Another work, as yet incomplete, is a study of La Pia; she is seen looking forth from the ramparts of her lord’s castle, over the fatal lands without; her pallid splendid face hangs a little forward, wan and white against the mass of dark deep hair; under her hands is a work of embroidery, hanging still on the frame unfinished; just touched by the weak weary hands, it trails forward across the lap of her pale green raiment, into the foreground of the picture. In her eyes is a strange look of wonder and sorrow and fatigue, without fear and without pain, as though she were even now looking beyond earth into the soft and sad air of purgatory: she presses the deadly marriage-ring into the flesh of her finger, so deep that the soft skin is bloodless and blanched from the intense imprint of it.
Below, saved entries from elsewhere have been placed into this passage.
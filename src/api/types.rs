//! Wire-format types mirroring Notion's JSON shapes.
//!
//! These are deliberately closer to Notion's actual API responses than to
//! the internal `model` types — the id mapper is what normalizes a
//! `RawPage`/`RawDatabase`/`RawBlock` into a `Node`/`Record`.

use indexmap::IndexMap;
use serde::Deserialize;

#[derive(Debug, Clone, Deserialize)]
pub struct RawRichText {
    pub plain_text: String,
    pub href: Option<String>,
    #[serde(default)]
    pub annotations: RawAnnotations,
}

#[derive(Debug, Clone, Default, Deserialize)]
pub struct RawAnnotations {
    #[serde(default)]
    pub bold: bool,
    #[serde(default)]
    pub italic: bool,
    #[serde(default)]
    pub strikethrough: bool,
    #[serde(default)]
    pub underline: bool,
    #[serde(default)]
    pub code: bool,
}

#[derive(Debug, Clone, Deserialize)]
#[serde(tag = "type", rename_all = "snake_case")]
pub enum RawIcon {
    Emoji { emoji: String },
    File { file: RawFileRef },
    External { external: RawExternalRef },
}

impl RawIcon {
    /// Emoji icons pass through as the emoji string itself; file/external
    /// icons carry a URL the asset downloader must resolve (spec §4.2).
    pub fn as_emoji(&self) -> Option<&str> {
        match self {
            RawIcon::Emoji { emoji } => Some(emoji.as_str()),
            _ => None,
        }
    }

    pub fn url(&self) -> Option<&str> {
        match self {
            RawIcon::File { file } => Some(file.url.as_str()),
            RawIcon::External { external } => Some(external.url.as_str()),
            RawIcon::Emoji { .. } => None,
        }
    }
}

#[derive(Debug, Clone, Deserialize)]
#[serde(tag = "type", rename_all = "snake_case")]
pub enum RawFile {
    File { file: RawFileRef },
    External { external: RawExternalRef },
}

impl RawFile {
    pub fn url(&self) -> &str {
        match self {
            RawFile::File { file } => &file.url,
            RawFile::External { external } => &external.url,
        }
    }
}

#[derive(Debug, Clone, Deserialize)]
pub struct RawFileRef {
    pub url: String,
}

#[derive(Debug, Clone, Deserialize)]
pub struct RawExternalRef {
    pub url: String,
}

#[derive(Debug, Clone, Deserialize)]
#[serde(tag = "type", rename_all = "snake_case")]
pub enum RawParent {
    PageId { page_id: String },
    DatabaseId { database_id: String },
    BlockId { block_id: String },
    Workspace,
}

#[derive(Debug, Clone, Deserialize)]
pub struct RawSelectOption {
    pub id: String,
    pub name: String,
    #[serde(default)]
    pub color: String,
}

#[derive(Debug, Clone, Deserialize)]
pub struct RawDateValue {
    pub start: String,
    #[serde(default)]
    pub end: Option<String>,
}

/// A database's column schema (the `properties` map of `GET /databases/{id}`).
#[derive(Debug, Clone, Deserialize)]
#[serde(tag = "type", rename_all = "snake_case")]
pub enum RawPropertySchema {
    Title,
    RichText,
    Number {
        #[serde(default)]
        number: RawNumberFormat,
    },
    Select {
        select: RawSelectConfig,
    },
    MultiSelect {
        multi_select: RawSelectConfig,
    },
    Status {
        status: RawSelectConfig,
    },
    Date,
    Formula {
        formula: RawFormulaConfig,
    },
    Relation {
        relation: RawRelationConfig,
    },
    Rollup {
        rollup: RawRollupConfig,
    },
    People,
    Files,
    Checkbox,
    Url,
    Email,
    PhoneNumber,
    CreatedTime,
    CreatedBy,
    LastEditedTime,
    LastEditedBy,
    UniqueId,
    #[serde(other)]
    Unsupported,
}

#[derive(Debug, Clone, Default, Deserialize)]
pub struct RawNumberFormat {
    #[serde(default)]
    pub format: String,
}

#[derive(Debug, Clone, Deserialize)]
pub struct RawSelectConfig {
    #[serde(default)]
    pub options: Vec<RawSelectOption>,
}

#[derive(Debug, Clone, Deserialize)]
pub struct RawFormulaConfig {
    pub expression: String,
}

#[derive(Debug, Clone, Deserialize)]
pub struct RawRelationConfig {
    pub database_id: String,
    #[serde(default)]
    pub synced_property_name: Option<String>,
    #[serde(default)]
    pub dual_property: Option<serde_json::Value>,
    #[serde(default)]
    pub single_property: Option<serde_json::Value>,
}

impl RawRelationConfig {
    pub fn is_dual_link(&self) -> bool {
        self.dual_property.is_some()
    }
}

#[derive(Debug, Clone, Deserialize)]
pub struct RawRollupConfig {
    pub relation_property_name: String,
    pub rollup_property_name: String,
    pub function: String,
}

/// A single cell's value, as returned on a page's `properties` map.
#[derive(Debug, Clone, Deserialize)]
#[serde(tag = "type", rename_all = "snake_case")]
pub enum RawPropertyValue {
    Title {
        title: Vec<RawRichText>,
    },
    RichText {
        rich_text: Vec<RawRichText>,
    },
    Number {
        number: Option<f64>,
    },
    Select {
        select: Option<RawSelectOption>,
    },
    MultiSelect {
        multi_select: Vec<RawSelectOption>,
    },
    Status {
        status: Option<RawSelectOption>,
    },
    Date {
        date: Option<RawDateValue>,
    },
    Formula {
        formula: RawFormulaValue,
    },
    Relation {
        relation: Vec<RawRelationRef>,
    },
    Rollup {
        rollup: RawRollupValue,
    },
    People {
        people: Vec<RawPerson>,
    },
    Files {
        files: Vec<RawFileEntry>,
    },
    Checkbox {
        checkbox: bool,
    },
    Url {
        url: Option<String>,
    },
    Email {
        email: Option<String>,
    },
    PhoneNumber {
        phone_number: Option<String>,
    },
    CreatedTime {
        created_time: String,
    },
    CreatedBy {
        created_by: RawPerson,
    },
    LastEditedTime {
        last_edited_time: String,
    },
    LastEditedBy {
        last_edited_by: RawPerson,
    },
    UniqueId {
        unique_id: RawUniqueId,
    },
    #[serde(other)]
    Unsupported,
}

#[derive(Debug, Clone, Deserialize)]
#[serde(tag = "type", rename_all = "snake_case")]
pub enum RawFormulaValue {
    String { string: Option<String> },
    Number { number: Option<f64> },
    Boolean { boolean: bool },
    Date { date: Option<RawDateValue> },
}

#[derive(Debug, Clone, Deserialize)]
pub struct RawRelationRef {
    pub id: String,
}

#[derive(Debug, Clone, Deserialize)]
#[serde(tag = "type", rename_all = "snake_case")]
pub enum RawRollupValue {
    Number { number: Option<f64> },
    Date { date: Option<RawDateValue> },
    Array { array: Vec<RawRollupArrayItem> },
    #[serde(other)]
    Unsupported,
}

#[derive(Debug, Clone, Deserialize)]
#[serde(tag = "type", rename_all = "snake_case")]
pub enum RawRollupArrayItem {
    Title { title: Vec<RawRichText> },
    RichText { rich_text: Vec<RawRichText> },
    Number { number: Option<f64> },
    Date { date: Option<RawDateValue> },
    #[serde(other)]
    Unsupported,
}

#[derive(Debug, Clone, Deserialize)]
pub struct RawPerson {
    #[serde(default)]
    pub name: Option<String>,
    #[serde(default)]
    pub id: String,
}

#[derive(Debug, Clone, Deserialize)]
pub struct RawFileEntry {
    #[serde(default)]
    pub name: Option<String>,
    #[serde(flatten)]
    pub file: RawFile,
}

#[derive(Debug, Clone, Deserialize)]
pub struct RawUniqueId {
    pub number: i64,
    #[serde(default)]
    pub prefix: Option<String>,
}

/// `GET /pages/{id}` / a query row.
#[derive(Debug, Clone, Deserialize)]
pub struct RawPage {
    pub id: String,
    pub created_time: String,
    pub last_edited_time: String,
    #[serde(default)]
    pub archived: bool,
    #[serde(default)]
    pub icon: Option<RawIcon>,
    #[serde(default)]
    pub cover: Option<RawFile>,
    pub parent: RawParent,
    #[serde(default)]
    pub properties: IndexMap<String, RawPropertyValue>,
}

/// `GET /databases/{id}`.
#[derive(Debug, Clone, Deserialize)]
pub struct RawDatabase {
    pub id: String,
    pub created_time: String,
    pub last_edited_time: String,
    #[serde(default)]
    pub icon: Option<RawIcon>,
    #[serde(default)]
    pub cover: Option<RawFile>,
    pub parent: RawParent,
    #[serde(default)]
    pub title: Vec<RawRichText>,
    #[serde(default)]
    pub properties: IndexMap<String, RawPropertySchema>,
}

/// One entry of `POST /search`.
#[derive(Debug, Clone, Deserialize)]
pub struct RawSearchResult {
    pub id: String,
    pub object: String,
}

#[derive(Debug, Clone, Deserialize)]
pub struct RawSearchResponse {
    pub results: Vec<RawSearchResult>,
    #[serde(default)]
    pub has_more: bool,
    #[serde(default)]
    pub next_cursor: Option<String>,
}

#[derive(Debug, Clone, Deserialize)]
pub struct RawQueryResponse {
    pub results: Vec<RawPage>,
    #[serde(default)]
    pub has_more: bool,
    #[serde(default)]
    pub next_cursor: Option<String>,
}

/// `GET /blocks/{id}/children` — each entry is a raw block, still untyped by
/// payload; `parser::parse_raw_block` does the per-kind dispatch.
#[derive(Debug, Clone, Deserialize)]
pub struct RawBlockChildrenResponse {
    pub results: Vec<serde_json::Value>,
    #[serde(default)]
    pub has_more: bool,
    #[serde(default)]
    pub next_cursor: Option<String>,
}

/// The structured error body Notion returns on status >= 400.
#[derive(Debug, Clone, Deserialize)]
pub struct RawApiError {
    #[serde(default)]
    pub status: Option<u16>,
    #[serde(default)]
    pub code: String,
    #[serde(default)]
    pub message: String,
}
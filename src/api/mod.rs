//! Notion API access: HTTP client, wire types, pagination, parsing, and the
//! shared request throttle (spec §4.1).

pub mod client;
pub mod pagination;
pub mod parser;
pub mod rate_limiter;
pub mod types;

pub use client::{NotionHttpClient, QueryOptions, SearchFilter};
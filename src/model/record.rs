//! `Record` — a row in a table-kind node.

use crate::model::PropertyValue;
use crate::types::{NodeId, PropertyName};
use serde::{Deserialize, Serialize};
use std::collections::HashMap;

#[derive(Debug, Clone, PartialEq, Serialize, Deserialize)]
pub struct Record {
    pub id: NodeId,
    pub data: HashMap<PropertyName, PropertyValue>,
    pub created: Option<f64>,
    pub modified: Option<f64>,
}

impl Record {
    pub fn new(id: NodeId) -> Self {
        Self {
            id,
            data: HashMap::new(),
            created: None,
            modified: None,
        }
    }
}
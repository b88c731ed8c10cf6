// src/config.rs
use std::path::PathBuf;

use clap::Parser;

use crate::error::AppError;
use crate::types::{ApiKey, NotionId};

/// Parsed command-line input.
#[derive(Parser, Debug)]
#[command(author, version, about, long_about = None)]
pub struct CommandLineInput {
    /// Directory the extracted workspace is written to.
    #[arg(short = 'o', long, default_value = ".notion-vault")]
    pub workspace: String,

    /// Explicit database id or URL to extract (repeatable). When neither
    /// this nor `--page` is given, every database/page the API key can see
    /// is discovered via search.
    #[arg(long = "database")]
    pub database_ids: Vec<String>,

    /// Explicit page id or URL to extract (repeatable).
    #[arg(long = "page")]
    pub page_ids: Vec<String>,

    /// Maximum block recursion depth for standalone pages (unset = unlimited).
    #[arg(long)]
    pub max_depth: Option<u32>,

    /// Skip fetching and rendering each page's block content; only the
    /// node manifest and database records are written.
    #[arg(long, default_value_t = false)]
    pub no_content: bool,

    /// Discover and report what would be extracted without writing anything.
    #[arg(long, default_value_t = false)]
    pub dry_run: bool,

    /// Path to a YAML manifest of per-database presentation views.
    #[arg(long)]
    pub view_manifest: Option<String>,

    /// Enable verbose logging (debug level).
    #[arg(short, long, default_value_t = false)]
    pub verbose: bool,

    /// Number of concurrent API workers (default: auto, max 32).
    #[arg(long)]
    pub concurrency: Option<usize>,
}

/// Resolved, validated configuration driving one extraction run.
#[derive(Debug, Clone)]
pub struct ExtractConfig {
    pub api_key: ApiKey,
    pub workspace: PathBuf,
    pub database_ids: Vec<NotionId>,
    pub page_ids: Vec<NotionId>,
    pub max_depth: Option<u32>,
    pub include_content: bool,
    pub dry_run: bool,
    pub view_manifest: Option<PathBuf>,
    #[allow(dead_code)] // read by the bin target's logging setup
    pub verbose: bool,
    pub concurrency: Option<usize>,
}

impl ExtractConfig {
    /// Resolves a complete configuration from CLI input and environment.
    pub fn resolve(cli: CommandLineInput) -> Result<Self, AppError> {
        let api_key_str = std::env::var("NOTION_API_KEY").map_err(|_| {
            AppError::MissingConfiguration("NOTION_API_KEY environment variable not set".to_string())
        })?;
        let api_key = ApiKey::new(api_key_str)?;

        let database_ids = cli
            .database_ids
            .iter()
            .map(|raw| NotionId::parse(raw))
            .collect::<Result<Vec<_>, _>>()?;
        let page_ids = cli
            .page_ids
            .iter()
            .map(|raw| NotionId::parse(raw))
            .collect::<Result<Vec<_>, _>>()?;

        Ok(Self {
            api_key,
            workspace: PathBuf::from(cli.workspace),
            database_ids,
            page_ids,
            max_depth: cli.max_depth,
            include_content: !cli.no_content,
            dry_run: cli.dry_run,
            view_manifest: cli.view_manifest.map(PathBuf::from),
            verbose: cli.verbose,
            concurrency: cli.concurrency,
        })
    }
}

#[cfg(test)]
mod tests {
    use super::*;

    fn cli(workspace: &str) -> CommandLineInput {
        CommandLineInput {
            workspace: workspace.to_string(),
            database_ids: Vec::new(),
            page_ids: Vec::new(),
            max_depth: None,
            no_content: false,
            dry_run: false,
            view_manifest: None,
            verbose: false,
            concurrency: None,
        }
    }

    #[test]
    fn resolve_requires_api_key_env_var() {
        std::env::remove_var("NOTION_API_KEY");
        let result = ExtractConfig::resolve(cli(".out"));
        assert!(matches!(result, Err(AppError::MissingConfiguration(_))));
    }

    #[test]
    fn resolve_parses_explicit_ids() {
        std::env::set_var("NOTION_API_KEY", "secret_abcdefghijklmnopqrs");
        let mut input = cli(".out");
        input.database_ids = vec!["550e8400e29b41d4a716446655440000".to_string()];
        let config = ExtractConfig::resolve(input).unwrap();
        assert_eq!(config.database_ids.len(), 1);
        std::env::remove_var("NOTION_API_KEY");
    }
}
//! wgpu implementation of [`BakeBackend`].
//!
//! Every bake target is an `Rgba16Float` texture so the convolutions keep
//! their dynamic range. Draws are recorded into their own command buffer and
//! submitted immediately; the baker decides when to wait on them.

use std::collections::HashMap;

use super::bake::{BakeBackend, BakeProgram, BakeUniforms};
use super::cubemap::{CubeFace, EnvironmentMap, FACE_COUNT};
use super::state::{RenderState, RenderStateHost, TargetId};
use crate::error::SkyError;
use crate::gpu::GpuContext;

/// Storage format of the baked IBL textures.
pub const IBL_FORMAT: wgpu::TextureFormat = wgpu::TextureFormat::Rgba16Float;

/// A texture produced by the GPU bake.
#[derive(Debug)]
pub struct GpuBakeTexture {
    pub(crate) texture: wgpu::Texture,
    size: u32,
    mip_levels: u32,
    layers: u32,
}

impl GpuBakeTexture {
    pub fn size(&self) -> u32 {
        self.size
    }

    pub fn mip_levels(&self) -> u32 {
        self.mip_levels
    }

    /// Sampling view over the whole texture: a cube for cube targets, 2D otherwise.
    pub fn sampling_view(&self, label: &str) -> wgpu::TextureView {
        let dimension = if self.layers == FACE_COUNT as u32 {
            wgpu::TextureViewDimension::Cube
        } else {
            wgpu::TextureViewDimension::D2
        };
        self.texture.create_view(&wgpu::TextureViewDescriptor {
            label: Some(label),
            dimension: Some(dimension),
            array_layer_count: Some(self.layers),
            mip_level_count: Some(self.mip_levels),
            ..Default::default()
        })
    }
}

/// Bakes on the device behind a [`GpuContext`].
pub struct GpuBakeBackend<'a> {
    gpu: &'a GpuContext,
    state: RenderState,
    targets: HashMap<TargetId, wgpu::TextureView>,
    uniform_buffer: wgpu::Buffer,
    bind_group: wgpu::BindGroup,
    irradiance_pipeline: wgpu::RenderPipeline,
    specular_pipeline: wgpu::RenderPipeline,
    brdf_pipeline: wgpu::RenderPipeline,
}

impl<'a> GpuBakeBackend<'a> {
    /// Builds the bake pipelines around `environment`.
    ///
    /// `ambient` is the state the backend reports before anything is bound;
    /// the bake hands it back when done.
    pub fn new(gpu: &'a GpuContext, environment: &EnvironmentMap, ambient: RenderState) -> Self {
        let device = &gpu.device;

        let shader = device.create_shader_module(wgpu::ShaderModuleDescriptor {
            label: Some("IBL Bake Shader"),
            source: wgpu::ShaderSource::Wgsl(include_str!("../shaders/ibl.wgsl").into()),
        });

        let uniform_buffer = device.create_buffer(&wgpu::BufferDescriptor {
            label: Some("IBL Bake Uniforms"),
            size: std::mem::size_of::<BakeUniforms>() as u64,
            usage: wgpu::BufferUsages::UNIFORM | wgpu::BufferUsages::COPY_DST,
            mapped_at_creation: false,
        });

        let bind_group_layout = device.create_bind_group_layout(&wgpu::BindGroupLayoutDescriptor {
            label: Some("IBL Bake Bind Group Layout"),
            entries: &[
                wgpu::BindGroupLayoutEntry {
                    binding: 0,
                    visibility: wgpu::ShaderStages::VERTEX | wgpu::ShaderStages::FRAGMENT,
                    ty: wgpu::BindingType::Buffer {
                        ty: wgpu::BufferBindingType::Uniform,
                        has_dynamic_offset: false,
                        min_binding_size: None,
                    },
                    count: None,
                },
                wgpu::BindGroupLayoutEntry {
                    binding: 1,
                    visibility: wgpu::ShaderStages::FRAGMENT,
                    ty: wgpu::BindingType::Texture {
                        sample_type: wgpu::TextureSampleType::Float { filterable: true },
                        view_dimension: wgpu::TextureViewDimension::Cube,
                        multisampled: false,
                    },
                    count: None,
                },
                wgpu::BindGroupLayoutEntry {
                    binding: 2,
                    visibility: wgpu::ShaderStages::FRAGMENT,
                    ty: wgpu::BindingType::Sampler(wgpu::SamplerBindingType::Filtering),
                    count: None,
                },
            ],
        });

        let bind_group = device.create_bind_group(&wgpu::BindGroupDescriptor {
            label: Some("IBL Bake Bind Group"),
            layout: &bind_group_layout,
            entries: &[
                wgpu::BindGroupEntry {
                    binding: 0,
                    resource: uniform_buffer.as_entire_binding(),
                },
                wgpu::BindGroupEntry {
                    binding: 1,
                    resource: wgpu::BindingResource::TextureView(&environment.view),
                },
                wgpu::BindGroupEntry {
                    binding: 2,
                    resource: wgpu::BindingResource::Sampler(&environment.sampler),
                },
            ],
        });

        let pipeline_layout = device.create_pipeline_layout(&wgpu::PipelineLayoutDescriptor {
            label: Some("IBL Bake Pipeline Layout"),
            bind_group_layouts: &[&bind_group_layout],
            push_constant_ranges: &[],
        });

        let pipeline = |label: &str, fragment: &str| {
            device.create_render_pipeline(&wgpu::RenderPipelineDescriptor {
                label: Some(label),
                layout: Some(&pipeline_layout),
                vertex: wgpu::VertexState {
                    module: &shader,
                    entry_point: Some("vs_fullscreen"),
                    buffers: &[],
                    compilation_options: Default::default(),
                },
                fragment: Some(wgpu::FragmentState {
                    module: &shader,
                    entry_point: Some(fragment),
                    targets: &[Some(wgpu::ColorTargetState {
                        format: IBL_FORMAT,
                        blend: Some(wgpu::BlendState::REPLACE),
                        write_mask: wgpu::ColorWrites::ALL,
                    })],
                    compilation_options: Default::default(),
                }),
                primitive: wgpu::PrimitiveState {
                    topology: wgpu::PrimitiveTopology::TriangleList,
                    ..Default::default()
                },
                depth_stencil: None,
                multisample: wgpu::MultisampleState::default(),
                multiview: None,
                cache: None,
            })
        };

        Self {
            gpu,
            state: ambient,
            targets: HashMap::new(),
            irradiance_pipeline: pipeline("IBL Irradiance Pipeline", "fs_irradiance"),
            specular_pipeline: pipeline("IBL Specular Pipeline", "fs_specular"),
            brdf_pipeline: pipeline("IBL BRDF Pipeline", "fs_brdf"),
            uniform_buffer,
            bind_group,
        }
    }

    /// Runs `f` inside validation and out-of-memory error scopes.
    fn checked<T>(&self, what: &str, f: impl FnOnce() -> T) -> Result<T, SkyError> {
        match self.gpu.capture_errors(f) {
            (_, Some(error)) => Err(SkyError::Device(format!("{what}: {error}"))),
            (value, None) => Ok(value),
        }
    }

    fn create_target_texture(
        &self,
        label: &str,
        size: u32,
        mip_levels: u32,
        layers: u32,
    ) -> Result<GpuBakeTexture, SkyError> {
        if size == 0 {
            return Err(SkyError::ZeroSized);
        }
        let texture = self.checked(label, || {
            self.gpu.device.create_texture(&wgpu::TextureDescriptor {
                label: Some(label),
                size: wgpu::Extent3d {
                    width: size,
                    height: size,
                    depth_or_array_layers: layers,
                },
                mip_level_count: mip_levels,
                sample_count: 1,
                dimension: wgpu::TextureDimension::D2,
                format: IBL_FORMAT,
                usage: wgpu::TextureUsages::RENDER_ATTACHMENT
                    | wgpu::TextureUsages::TEXTURE_BINDING,
                view_formats: &[],
            })
        })?;
        Ok(GpuBakeTexture {
            texture,
            size,
            mip_levels,
            layers,
        })
    }

    /// Creates a single-subresource view, clears it and registers it.
    fn register_target(
        &mut self,
        texture: &GpuBakeTexture,
        layer: u32,
        mip: u32,
    ) -> Result<TargetId, SkyError> {
        if layer >= texture.layers || mip >= texture.mip_levels {
            return Err(SkyError::Device(format!(
                "target layer {layer} mip {mip} outside a {}-layer, {}-mip texture",
                texture.layers, texture.mip_levels
            )));
        }

        let view = texture.texture.create_view(&wgpu::TextureViewDescriptor {
            label: Some("IBL Bake Target"),
            dimension: Some(wgpu::TextureViewDimension::D2),
            base_mip_level: mip,
            mip_level_count: Some(1),
            base_array_layer: layer,
            array_layer_count: Some(1),
            ..Default::default()
        });

        self.checked("clear bake target", || {
            let mut encoder =
                self.gpu
                    .device
                    .create_command_encoder(&wgpu::CommandEncoderDescriptor {
                        label: Some("IBL Clear Encoder"),
                    });
            encoder.begin_render_pass(&wgpu::RenderPassDescriptor {
                label: Some("IBL Clear Pass"),
                color_attachments: &[Some(wgpu::RenderPassColorAttachment {
                    view: &view,
                    resolve_target: None,
                    depth_slice: None,
                    ops: wgpu::Operations {
                        load: wgpu::LoadOp::Clear(wgpu::Color::BLACK),
                        store: wgpu::StoreOp::Store,
                    },
                })],
                depth_stencil_attachment: None,
                timestamp_writes: None,
                occlusion_query_set: None,
            });
            self.gpu.queue.submit(Some(encoder.finish()));
        })?;

        let id = TargetId::next();
        self.targets.insert(id, view);
        Ok(id)
    }
}

impl RenderStateHost for GpuBakeBackend<'_> {
    fn render_state(&self) -> RenderState {
        self.state
    }

    fn bind_render_state(&mut self, state: RenderState) {
        self.state = state;
    }
}

impl BakeBackend for GpuBakeBackend<'_> {
    type Texture = GpuBakeTexture;

    fn create_cube_target(
        &mut self,
        label: &str,
        face_size: u32,
        mip_levels: u32,
    ) -> Result<GpuBakeTexture, SkyError> {
        self.create_target_texture(label, face_size, mip_levels.max(1), FACE_COUNT as u32)
    }

    fn create_2d_target(&mut self, label: &str, size: u32) -> Result<GpuBakeTexture, SkyError> {
        self.create_target_texture(label, size, 1, 1)
    }

    fn cube_face_target(
        &mut self,
        texture: &GpuBakeTexture,
        face: CubeFace,
        mip: u32,
    ) -> Result<TargetId, SkyError> {
        self.register_target(texture, face.index(), mip)
    }

    fn texture_target(&mut self, texture: &GpuBakeTexture) -> Result<TargetId, SkyError> {
        self.register_target(texture, 0, 0)
    }

    fn draw_fullscreen(
        &mut self,
        program: BakeProgram,
        uniforms: &BakeUniforms,
    ) -> Result<(), SkyError> {
        let color = self.state.color.ok_or(SkyError::NoTarget)?;
        let view = self
            .targets
            .get(&color)
            .ok_or(SkyError::UnknownTarget(color))?;
        let pipeline = match program {
            BakeProgram::Irradiance => &self.irradiance_pipeline,
            BakeProgram::Specular => &self.specular_pipeline,
            BakeProgram::BrdfLut => &self.brdf_pipeline,
        };

        self.gpu
            .queue
            .write_buffer(&self.uniform_buffer, 0, bytemuck::bytes_of(uniforms));

        self.checked("bake draw", || {
            let mut encoder =
                self.gpu
                    .device
                    .create_command_encoder(&wgpu::CommandEncoderDescriptor {
                        label: Some("IBL Bake Encoder"),
                    });
            {
                let mut pass = encoder.begin_render_pass(&wgpu::RenderPassDescriptor {
                    label: Some("IBL Bake Pass"),
                    color_attachments: &[Some(wgpu::RenderPassColorAttachment {
                        view,
                        resolve_target: None,
                        depth_slice: None,
                        ops: wgpu::Operations {
                            load: wgpu::LoadOp::Load,
                            store: wgpu::StoreOp::Store,
                        },
                    })],
                    depth_stencil_attachment: None,
                    timestamp_writes: None,
                    occlusion_query_set: None,
                });
                self.state.viewport.apply(&mut pass);
                pass.set_pipeline(pipeline);
                pass.set_bind_group(0, &self.bind_group, &[]);
                pass.draw(0..3, 0..1);
            }
            self.gpu.queue.submit(Some(encoder.finish()));
        })
    }

    fn flush(&mut self) -> Result<(), SkyError> {
        self.gpu
            .flush()
            .map_err(|e| SkyError::Device(format!("flush: {e}")))
    }

    fn release_targets(&mut self) {
        self.targets.clear();
    }
}
//! Typed resource handles and the component that makes an entity drawable.
//!
//! Meshes, textures and materials live in flat lists on the
//! [`Scene`](crate::Scene); entities refer to them through these newtypes so
//! a texture index can never be passed where a mesh is expected.

/// Handle to a mesh added with [`Scene::add_mesh`](crate::Scene::add_mesh).
#[derive(Clone, Copy, Debug, PartialEq, Eq, Hash)]
pub struct MeshId(pub(crate) usize);

/// Handle to a texture added with [`Scene::add_texture`](crate::Scene::add_texture).
#[derive(Clone, Copy, Debug, PartialEq, Eq, Hash)]
pub struct TextureId(pub(crate) usize);

/// Handle to a material added with [`Scene::add_material`](crate::Scene::add_material).
#[derive(Clone, Copy, Debug, PartialEq, Eq, Hash)]
pub struct MaterialId(pub(crate) usize);

/// Component pairing an entity's [`Transform`](crate::Transform) with what to draw.
#[derive(Clone, Copy, Debug, PartialEq, Eq)]
pub struct Renderable {
    pub mesh: MeshId,
    pub material: MaterialId,
}

impl Renderable {
    pub fn new(mesh: MeshId, material: MaterialId) -> Self {
        Self { mesh, material }
    }
}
Two other studies, as yet only sketched, give promise of no less beauty; the subject of one was long since handled by the artist in a slighter manner. It also is taken from the Vita Nuova; Dante in a dream beholding Beatrice dead, tended by handmaidens, and Love, with bow and dart in hand, in act to kiss her beautiful dead mouth. The other is a design of Perseus showing to Andromeda the severed head of Medusa, reflected in water; an old and well-worn subject, but renewed and reinformed with life by the vital genius of the artist. In the Pompeian picture we see the lovers at halt beside a stream, on their homeward way; here we see them in their house, bending over the central cistern or impluvium of the main court. The design is wonderful for grace and force; the picture will assuredly be one of the painter’s greatest.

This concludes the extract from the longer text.